Treatment for two weeks with EDC improves functional recovery and infarct size in cardiomyocyte-specific ERα knock out mice. (A) I/R protocol following subcutaneous Alzet minipumps implantation in cs-ERα KO and WT mice. Mice were bilaterally ovariectomized at 10 weeks of age. After 1 week of recovery from the ovariectomy surgery, tamoxifen was injected intraperitoneally daily for five days, and after two days minipumps were implanted for drug treatments for two weeks. (B–C) Post-ischemic recoveries of heart functional parameters (LVDP and RPP) after two weeks of EDC or dendrimer vehicle treatment were expressed as percentage of their pre-ischemic values. (D) Infarct size was determined as described in Figure 1D. Numbers inside each bar represent the number of mice used for each group, **, p<0.001; ***p<0.0001.

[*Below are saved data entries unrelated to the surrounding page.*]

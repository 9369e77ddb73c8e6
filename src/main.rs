mod clean;
mod config;
mod db;
mod dedup;
mod entities;
mod error;
mod import;
mod links;
mod matcher;
mod merge;
mod models;
mod normalize;
mod overrides;
mod pipeline;
mod routes;
mod sources;
mod store;

use std::{path::PathBuf, sync::Arc};

use clap::{Parser, Subcommand};
use tower_http::{
    cors::{Any, CorsLayer},
    trace::TraceLayer,
};

use crate::{
    config::Config,
    matcher::Matcher,
    overrides::OverrideTable,
    pipeline::{Enricher, Selection},
    store::MovieStore,
};

#[derive(Clone)]
pub struct AppState {
    pub store: MovieStore,
}

#[derive(Debug, Parser)]
#[command(name = "reelnyc", version, about = "Bilingual movie listings for NYC cinemas")]
struct Cli {
    #[command(subcommand)]
    command: Option<Command>,
}

#[derive(Debug, Subcommand)]
enum Command {
    /// Serve the read-only JSON API (default).
    Serve,
    /// Fill missing Chinese titles, overviews and ids from TMDB/OMDb.
    Enrich {
        /// Only this movie.
        #[arg(long, conflicts_with = "all")]
        movie: Option<i32>,
        /// Every movie, not just the incomplete ones.
        #[arg(long)]
        all: bool,
        /// Replace stored external ids with the matched ones.
        #[arg(long)]
        force_ids: bool,
    },
    /// Re-clean stored text fields.
    CleanText,
    /// Regenerate Letterboxd and Douban search links.
    Links,
    /// Collapse duplicate screenings.
    Dedup,
    /// Delete placeholder movies such as "Showtimes coming soon".
    Prune,
    /// Import a scraper JSON dump.
    Import {
        file: PathBuf,
        /// Cinema name for every screening in the file.
        #[arg(long)]
        cinema: Option<String>,
    },
}

#[tokio::main]
async fn main() -> anyhow::Result<()> {
    tracing_subscriber::fmt()
        .with_env_filter(
            std::env::var("RUST_LOG")
                .unwrap_or_else(|_| "info,reelnyc=debug,sqlx=warn".to_string()),
        )
        .init();

    let cli = Cli::parse();
    let config = Arc::new(Config::from_env()?);

    let db = db::connect_and_migrate(&config.database_url).await?;
    let store = MovieStore::new(db);

    match cli.command.unwrap_or(Command::Serve) {
        Command::Serve => serve(&config, store).await?,
        Command::Enrich { movie, all, force_ids } => {
            let http = reqwest::Client::builder()
                .user_agent(concat!("reelnyc/", env!("CARGO_PKG_VERSION")))
                .timeout(config.http_timeout())
                .build()?;
            let connectors = sources::from_config(&config, &http);
            let matcher = Matcher::new(config.match_threshold, config.source_priority.clone());
            let overrides = OverrideTable::load(&config.overrides_path)?;

            let selection = match (movie, all) {
                (Some(id), _) => Selection::One(id),
                (None, true) => Selection::All,
                (None, false) => Selection::NeedsEnrichment,
            };
            let report = Enricher::new(store, connectors, matcher, overrides)
                .force_ids(force_ids)
                .run(selection)
                .await?;
            println!("{}", serde_json::to_string_pretty(&report)?);
        },
        Command::CleanText => {
            let report = pipeline::clean_stored_text(&store).await?;
            println!("{}", serde_json::to_string_pretty(&report)?);
        },
        Command::Links => {
            let updated = pipeline::regenerate_links(&store).await?;
            println!("{updated} movies updated");
        },
        Command::Dedup => {
            let report = dedup::dedup_screenings(&store).await?;
            println!("{}", serde_json::to_string_pretty(&report)?);
        },
        Command::Prune => {
            let report = dedup::prune_placeholders(&store).await?;
            println!("{}", serde_json::to_string_pretty(&report)?);
        },
        Command::Import { file, cinema } => {
            let report = import::import_file(&store, &file, cinema.as_deref()).await?;
            println!("{}", serde_json::to_string_pretty(&report)?);
        },
    }

    Ok(())
}

async fn serve(config: &Config, store: MovieStore) -> anyhow::Result<()> {
    let state = Arc::new(AppState { store });

    let app = routes::router(state)
        .layer(CorsLayer::new().allow_origin(Any).allow_headers(Any))
        .layer(TraceLayer::new_for_http());

    let listener = tokio::net::TcpListener::bind(config.addr).await?;
    tracing::info!(addr = %config.addr, "listening");
    axum::serve(listener, app).await?;

    Ok(())
}
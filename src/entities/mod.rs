pub mod movie;
pub mod screening;
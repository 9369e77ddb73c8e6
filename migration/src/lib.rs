pub use sea_orm_migration::prelude::*;

mod m20250301_000001_create_movies;
mod m20250302_000001_create_screenings;
mod m20250303_000001_add_screening_slot_index;

pub struct Migrator;

#[async_trait::async_trait]
impl MigratorTrait for Migrator {
    fn migrations() -> Vec<Box<dyn MigrationTrait>> {
        vec![
            Box::new(m20250301_000001_create_movies::Migration),
            Box::new(m20250302_000001_create_screenings::Migration),
            Box::new(m20250303_000001_add_screening_slot_index::Migration),
        ]
    }
}
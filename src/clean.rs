//! Text cleanup for stored bilingual fields.
//!
//! Runs as an idempotent pass: cleaning already-clean text returns it as is.
//! Full-width punctuation inside Chinese text is left alone; only punctuation
//! sitting against Latin text is converted.

use std::borrow::Cow;

use tracing::debug;

const ZERO_WIDTH: &[char] = &['\u{200B}', '\u{200C}', '\u{200D}', '\u{2060}', '\u{FEFF}'];

const CJK_PUNCTUATION: &[char] =
    &['，', '。', '！', '？', '；', '：', '、', '）', '」', '』', '】', '》'];

const NAME_SEPARATORS: &[char] = &['·', '•', '・'];

pub fn clean(text: &str) -> String {
    let s = sanitize(text);
    let s = fold_fullwidth_alphanumerics(&s);
    let s = collapse_whitespace(&s);
    let s = normalize_punctuation(&s);
    let s = space_script_boundaries(&s);
    let s = tighten_punctuation(&s);
    collapse_whitespace(&s).trim().to_string()
}

/// Cleans raw column bytes, replacing invalid UTF-8 instead of failing.
pub fn clean_bytes(bytes: &[u8]) -> String {
    let decoded = String::from_utf8_lossy(bytes);
    if let Cow::Owned(_) = decoded {
        debug!(len = bytes.len(), "replaced invalid UTF-8 sequences");
    }
    clean(&decoded)
}

/// Cleans an optional field; blank results become `None`.
pub fn clean_field(value: Option<&str>) -> Option<String> {
    value.map(clean).filter(|v| !v.is_empty())
}

pub fn is_cjk(c: char) -> bool {
    matches!(c as u32,
        0x4E00..=0x9FFF
        | 0x3400..=0x4DBF
        | 0x20000..=0x2A6DF
        | 0xF900..=0xFAFF
        | 0x3040..=0x309F
        | 0x30A0..=0x30FA
        | 0x30FC..=0x30FF
        | 0xAC00..=0xD7AF)
}

pub fn contains_cjk(s: &str) -> bool {
    s.chars().any(is_cjk)
}

fn is_latin(c: char) -> bool {
    c.is_ascii_alphanumeric() || (('\u{00C0}'..='\u{024F}').contains(&c) && c.is_alphabetic())
}

fn sanitize(text: &str) -> String {
    let text = text.replace("\\r\\n", " ").replace("\\n", " ").replace("\\r", " ");
    text.chars()
        .filter(|c| !ZERO_WIDTH.contains(c))
        .map(|c| if c.is_control() { ' ' } else { c })
        .collect()
}

fn fold_fullwidth_alphanumerics(s: &str) -> String {
    s.chars()
        .map(|c| match c as u32 {
            0xFF10..=0xFF19 | 0xFF21..=0xFF3A | 0xFF41..=0xFF5A => {
                char::from_u32(c as u32 - 0xFEE0).unwrap_or(c)
            },
            _ => c,
        })
        .collect()
}

fn collapse_whitespace(s: &str) -> String {
    let mut out = String::with_capacity(s.len());
    let mut in_space = false;
    for c in s.chars() {
        if c.is_whitespace() {
            if !in_space {
                out.push(' ');
            }
            in_space = true;
        } else {
            out.push(c);
            in_space = false;
        }
    }
    out
}

fn ascii_punctuation(c: char) -> Option<char> {
    match c {
        '\u{3001}' => Some(','),
        '\u{3002}' => Some('.'),
        '\u{FF01}'..='\u{FF0F}' | '\u{FF1A}'..='\u{FF20}' | '\u{FF3B}'..='\u{FF40}'
        | '\u{FF5B}'..='\u{FF5E}' => char::from_u32(c as u32 - 0xFEE0),
        _ => None,
    }
}

fn normalize_punctuation(s: &str) -> String {
    let chars: Vec<char> = s.chars().collect();
    let mut out = String::with_capacity(s.len());

    for (i, &c) in chars.iter().enumerate() {
        let Some(ascii) = ascii_punctuation(c) else {
            out.push(c);
            continue;
        };

        let prev = chars[..i].iter().rev().copied().find(|c| *c != ' ');
        let next = chars[i + 1..].iter().copied().find(|c| *c != ' ');
        let near_latin = prev.is_some_and(is_latin) || next.is_some_and(is_latin);
        let near_cjk = prev.is_some_and(is_cjk) || next.is_some_and(is_cjk);
        if !near_latin || near_cjk {
            out.push(c);
            continue;
        }

        if matches!(ascii, ',' | '.' | ':' | ';' | '!' | '?') {
            while out.ends_with(' ') {
                out.pop();
            }
            out.push(ascii);
            if next.is_some_and(char::is_alphabetic) {
                out.push(' ');
            }
        } else {
            out.push(ascii);
        }
    }
    out
}

fn space_script_boundaries(s: &str) -> String {
    let mut out = String::with_capacity(s.len() + 8);
    let mut prev: Option<char> = None;
    for c in s.chars() {
        if let Some(p) = prev {
            if (is_cjk(p) && is_latin(c)) || (is_latin(p) && is_cjk(c)) {
                out.push(' ');
            }
        }
        out.push(c);
        prev = Some(c);
    }
    out
}

fn tighten_punctuation(s: &str) -> String {
    let mut out = String::with_capacity(s.len());
    let mut skip_spaces = false;
    for c in s.chars() {
        if skip_spaces && c == ' ' {
            continue;
        }
        skip_spaces = false;
        if CJK_PUNCTUATION.contains(&c) || NAME_SEPARATORS.contains(&c) {
            while out.ends_with(' ') {
                out.pop();
            }
            skip_spaces = NAME_SEPARATORS.contains(&c);
        }
        out.push(c);
    }
    out
}

#[cfg(test)]
mod tests {
    use super::*;

    #[test]
    fn collapses_ideographic_and_ordinary_whitespace() {
        assert_eq!(clean("  无依之地\u{3000}\u{3000}是一部 \n\t 电影  "), "无依之地 是一部 电影");
    }

    #[test]
    fn spaces_cjk_latin_boundaries() {
        assert_eq!(clean("由Chloé Zhao执导的2020年电影"), "由 Chloé Zhao 执导的 2020 年电影");
        assert_eq!(clean("赵婷 Chloé Zhao"), "赵婷 Chloé Zhao");
    }

    #[test]
    fn never_spaces_between_cjk_characters() {
        assert_eq!(clean("我们的父辈，他们的故事。"), "我们的父辈，他们的故事。");
    }

    #[test]
    fn converts_fullwidth_punctuation_next_to_latin() {
        assert_eq!(clean("Hello，world！"), "Hello, world!");
        assert_eq!(clean("Part （II）"), "Part (II)");
        assert_eq!(clean("3．14"), "3.14");
    }

    #[test]
    fn keeps_fullwidth_punctuation_between_cjk_and_latin() {
        assert_eq!(clean("导演：Martin Scorsese"), "导演：Martin Scorsese");
        assert_eq!(clean("Scorsese ，的作品"), "Scorsese，的作品");
    }

    #[test]
    fn folds_fullwidth_letters_and_digits() {
        assert_eq!(clean("ＡＢＣ１２３"), "ABC123");
    }

    #[test]
    fn tightens_name_separators() {
        assert_eq!(clean("马丁 · 斯科塞斯"), "马丁·斯科塞斯");
    }

    #[test]
    fn removes_escape_artifacts_and_zero_width_characters() {
        assert_eq!(clean("第一行\\n第二行\u{200B}"), "第一行 第二行");
        assert_eq!(clean("a\u{0007}b"), "a b");
    }

    #[test]
    fn invalid_utf8_is_replaced_not_fatal() {
        let bytes = [0xE6, 0x97, 0xA0, 0xFF, b'A'];
        assert_eq!(clean_bytes(&bytes), "无\u{FFFD}A");
    }

    #[test]
    fn blank_fields_become_none() {
        assert_eq!(clean_field(Some(" \u{3000} ")), None);
        assert_eq!(clean_field(None), None);
    }

    #[test]
    fn cleaning_is_idempotent() {
        let samples = [
            "  无依之地\u{3000}讲述了Fern的故事 ，她在2011年失去了一切。 ",
            "Hello ，world ！",
            "Hello，你好",
            "导演 ：马丁 · 斯科塞斯 (Martin Scorsese)",
            "ＡＢＣ，ＤＥＦ",
            "第一行\\r\\n第二行",
            "《花样年华》In the Mood for Love，2000年",
            "a，，b",
            "",
        ];
        for s in samples {
            let once = clean(s);
            assert_eq!(clean(&once), once, "not idempotent for {s:?}");
        }
    }
}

Figure 6. EDC mediated protection is blocked in mice with endothelial specific loss of ERα

Characterization of ERα expression in ERαfl/fl;VECad-Cre mice. (A–B) To evaluate effective gene excision in the endothelium, genotyping was performed on DNA isolated from intact versus endothelium-denuded aorta samples from ERαfl/fl and ERαfl/fl;VECad-Cre mice. PCR with a single primer set yielded products that were 909 bp versus 300 bp in size before versus after Cre-mediated recombination, respectively. Whereas samples from either intact or endothelium-denuded ERαfl/fl mice yielded only a 909 bp product (Lanes 1,2), samples from ERαfl/fl;VECad-Cre mice yielded both 909 bp and 300 bp products, with far less 300 bp product following endothelial denudation. (C–D) Endothelial specific ERα-KO mice were bilaterally ovariectomized at 10 weeks of age. After 1 week of recovery minipumps were implanted for drug treatments for two weeks. Post-ischemic recoveries of heart functional parameters (LVDP and RPP) after two weeks of EDC or dendrimer vehicle treatment were expressed as percentage of their pre-ischemic values. (E) Infarct size was determined as described in Figure 1D. Numbers inside each bar represent the number of mice used for each group, **, p<0.001; ***p<0.0001.